Work request >> Set down exactly the lines of the listing below, please, beginning with the first and ending with the line that holds "use serde_json::Value;".

........

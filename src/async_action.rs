use std::{
    cell::Cell,
    fmt,
    future::Future,
    pin::Pin,
    rc::Rc,
    task::{Context, Poll},
};

use futures::{future::LocalBoxFuture, FutureExt};
use serde::{Deserialize, Serialize};
use serde_json::Value;

use crate::{core::StoreCore, ActionError, Args, Patch, State, StoreError};


pub(crate) type AsyncFn = dyn Fn(State, Args) -> LocalBoxFuture<'static, Result<Value, ActionError>>;

/// Lifecycle record of an async action, stored in the state under the action's name.
#[derive(Clone, Debug, Default, PartialEq, Serialize, Deserialize)]
pub struct AsyncStatus {
    pub loading: bool,
    pub error: Option<ActionError>,
    pub data: Option<Value>,
}

impl AsyncStatus {
    pub fn idle() -> Self {
        Self::default()
    }
    pub fn pending() -> Self {
        Self {
            loading: true,
            ..Self::default()
        }
    }
    /// `Value::Null` data is recorded as no data, matching how the status field reads back.
    pub fn fulfilled(data: Value) -> Self {
        Self {
            data: (!data.is_null()).then_some(data),
            ..Self::default()
        }
    }
    pub fn rejected(error: ActionError) -> Self {
        Self {
            error: Some(error),
            ..Self::default()
        }
    }

    pub fn is_idle(&self) -> bool {
        *self == Self::idle()
    }

    pub(crate) fn decode(name: &str, value: &Value) -> Result<Self, StoreError> {
        Self::deserialize(value).map_err(|e| StoreError::AsyncStatus {
            name: name.into(),
            message: e.to_string(),
        })
    }

    pub(crate) fn to_patch(&self, name: &str) -> Patch {
        Patch::new().with(name, self.to_value())
    }

    pub(crate) fn to_value(&self) -> Value {
        let error = match &self.error {
            Some(e) => serde_json::json!({ "message": e.message() }),
            None => Value::Null,
        };
        serde_json::json!({
            "loading": self.loading,
            "error": error,
            "data": self.data.clone().unwrap_or(Value::Null),
        })
    }
}

/// A named async operation whose progress is tracked as an [`AsyncStatus`] field.
#[derive(Clone)]
pub struct AsyncAction(Rc<AsyncActionNode>);

struct AsyncActionNode {
    name: String,
    f: Box<AsyncFn>,
    core: Rc<StoreCore>,
    generation: Cell<u64>,
}

impl AsyncAction {
    pub(crate) fn new(name: String, f: Box<AsyncFn>, core: Rc<StoreCore>) -> Self {
        Self(Rc::new(AsyncActionNode {
            name,
            f,
            core,
            generation: Cell::new(0),
        }))
    }

    pub fn name(&self) -> &str {
        &self.0.name
    }

    /// Commits the pending status and starts the operation.
    ///
    /// The pending commit has been observed by listeners when this returns. The returned future
    /// commits the final status and yields the operation's result; the same [`ActionError`] is
    /// recorded in the status on failure. Dropping the future before it completes leaves the
    /// status pending.
    pub fn call(&self, args: impl Into<Args>) -> AsyncCall {
        let node = self.0.clone();
        let generation = node.generation.get() + 1;
        node.generation.set(generation);

        tracing::trace!(action = %node.name, generation, "dispatch async");
        node.core.commit(AsyncStatus::pending().to_patch(&node.name));
        let fut = (node.f)(node.core.snapshot(), args.into());

        let settle = async move {
            let result = fut.await;
            if node.core.config().supersede_stale_async && node.generation.get() != generation {
                tracing::debug!(action = %node.name, generation, "superseded; not committed");
                return result;
            }
            let status = match &result {
                Ok(data) => {
                    tracing::debug!(action = %node.name, "fulfilled");
                    AsyncStatus::fulfilled(data.clone())
                }
                Err(e) => {
                    tracing::debug!(action = %node.name, error = %e, "rejected");
                    AsyncStatus::rejected(e.clone())
                }
            };
            node.core.commit(status.to_patch(&node.name));
            result
        };
        AsyncCall(settle.boxed_local())
    }
}
impl fmt::Debug for AsyncAction {
    fn fmt(&self, f: &mut fmt::Formatter<'_>) -> fmt::Result {
        f.debug_tuple("AsyncAction").field(&self.0.name).finish()
    }
}

/// The settlement of one async action invocation.
#[must_use = "the final status is committed only when the call is driven to completion"]
pub struct AsyncCall(LocalBoxFuture<'static, Result<Value, ActionError>>);

impl Future for AsyncCall {
    type Output = Result<Value, ActionError>;
    fn poll(mut self: Pin<&mut Self>, cx: &mut Context<'_>) -> Poll<Self::Output> {
        self.0.as_mut().poll(cx)
    }
}

pub(crate) fn into_async_fn<F, Fut, T>(f: F) -> Box<AsyncFn>
where
    F: Fn(State, Args) -> Fut + 'static,
    Fut: Future<Output = Result<T, ActionError>> + 'static,
    T: Serialize,
{
    Box::new(
        move |state: State, args: Args| -> LocalBoxFuture<'static, Result<Value, ActionError>> {
            let fut = f(state, args);
            async move { Ok(serde_json::to_value(fut.await?)?) }.boxed_local()
        },
    )
}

........

Response area >>
filename src/async_action.rs
use std::{
    cell::Cell,
    fmt,
    future::Future,
    pin::Pin,
    rc::Rc,
    task::{Context, Poll},
};

use futures::{future::LocalBoxFuture, FutureExt};
use serde::{Deserialize, Serialize};
use serde_json::Value;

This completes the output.